Artist's Statement

Amy Sacka

The Pursuit of Ice, 11X14 digital prints

Last winter, funded by a National Geographic Explorer grant, I drove 10,000 miles around Michigan in pursuit of Great Lakes ice. A native Michigander, my journey was, in many ways, a personal one. Some of my earliest memories are of my father leaving the house in the muddy black of winter mornings, armed with a bucket, ice auger and a desire to catch the limit before sunrise.

On my journey, I visited ice fishing communities on Lake Huron, Erie, Michigan and a few inland lakes. I spent hours peering into chiselled-out holes, alert for slips of silvery beauty to swim into view. I sat with countless anglers in closet-like shanties, swapping stories the stuff of confessionals. I whizzed over ice on snowmobiles pointed toward nowhere, one time hopping off only when a gaping pressure crack came into view.
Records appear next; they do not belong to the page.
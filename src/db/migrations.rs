//! データベースマイグレーション実行

use crate::common::error::ConsoleError;
use sqlx::sqlite::SqliteConnectOptions;
use sqlx::SqlitePool;
use std::str::FromStr;

/// SQLiteデータベース接続プールを作成してマイグレーションを実行
///
/// # Arguments
/// * `database_url` - データベースURL（例: "sqlite:data/relayhub.db"）
///
/// # Returns
/// * `Ok(SqlitePool)` - 初期化済みデータベースプール
/// * `Err(ConsoleError)` - 初期化失敗
pub async fn initialize_database(database_url: &str) -> Result<SqlitePool, ConsoleError> {
    // SQLiteファイルはディレクトリが存在しないと作成できないため、先に作成しておく
    if let Some(path) = database_url.strip_prefix("sqlite:") {
        // `sqlite::memory:` のような特殊指定はスキップ
        if !path.starts_with(':') {
            let normalized = path.trim_start_matches("//");
            let path_without_params = normalized.split('?').next().unwrap_or(normalized);
            if let Some(parent) = std::path::Path::new(path_without_params).parent() {
                std::fs::create_dir_all(parent).map_err(|e| {
                    ConsoleError::Database(format!(
                        "Failed to create database directory {}: {}",
                        parent.display(),
                        e
                    ))
                })?;
            }
        }
    }

    let connect_options = SqliteConnectOptions::from_str(database_url)
        .map_err(|e| ConsoleError::Database(format!("Invalid database URL: {}", e)))?
        .create_if_missing(true)
        .foreign_keys(true);

    let pool = SqlitePool::connect_with(connect_options)
        .await
        .map_err(|e| ConsoleError::Database(format!("Failed to connect to database: {}", e)))?;

    run_migrations(&pool).await?;

    Ok(pool)
}

/// マイグレーションを実行（sqlx::migrate!マクロを使用）
pub async fn run_migrations(pool: &SqlitePool) -> Result<(), ConsoleError> {
    tracing::info!("Running database migrations");

    sqlx::migrate!("./migrations")
        .run(pool)
        .await
        .map_err(|e| ConsoleError::Database(format!("Failed to run migrations: {}", e)))?;

    tracing::info!("Database migrations completed successfully");
    Ok(())
}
I documented the longest-running ice-fishing vacation school, ice fishing festivals, polar bear dips, snowmobile drag races and broom ice hockey matches. I saw the cultural fabric of Michigan stitched together by single-digit temperatures. Like so many, I intently watched the weather for signs of warming temperatures – courting the ice until it disappeared.

According to the Great Lakes Integrated Sciences + Assessments Center, “the Great Lakes have experienced less ice cover on average during the last 20-30 years compared to earlier years, prior to the 1990s.” Part of my exploration was to gather the stories of those who have experienced this decline, to learn its effects on the culture and what is happening in the face of it. Along the way, I learned that the ice cannot be easily pinned down, its shifts from year-to-year and lake-to-lake, making it difficult to understand and predict into the future. As such, “The Pursuit of Ice” evolved into a relentless pursuit of Middle American place, as much a reflection of my own history as it is of Great Lakes ice culture.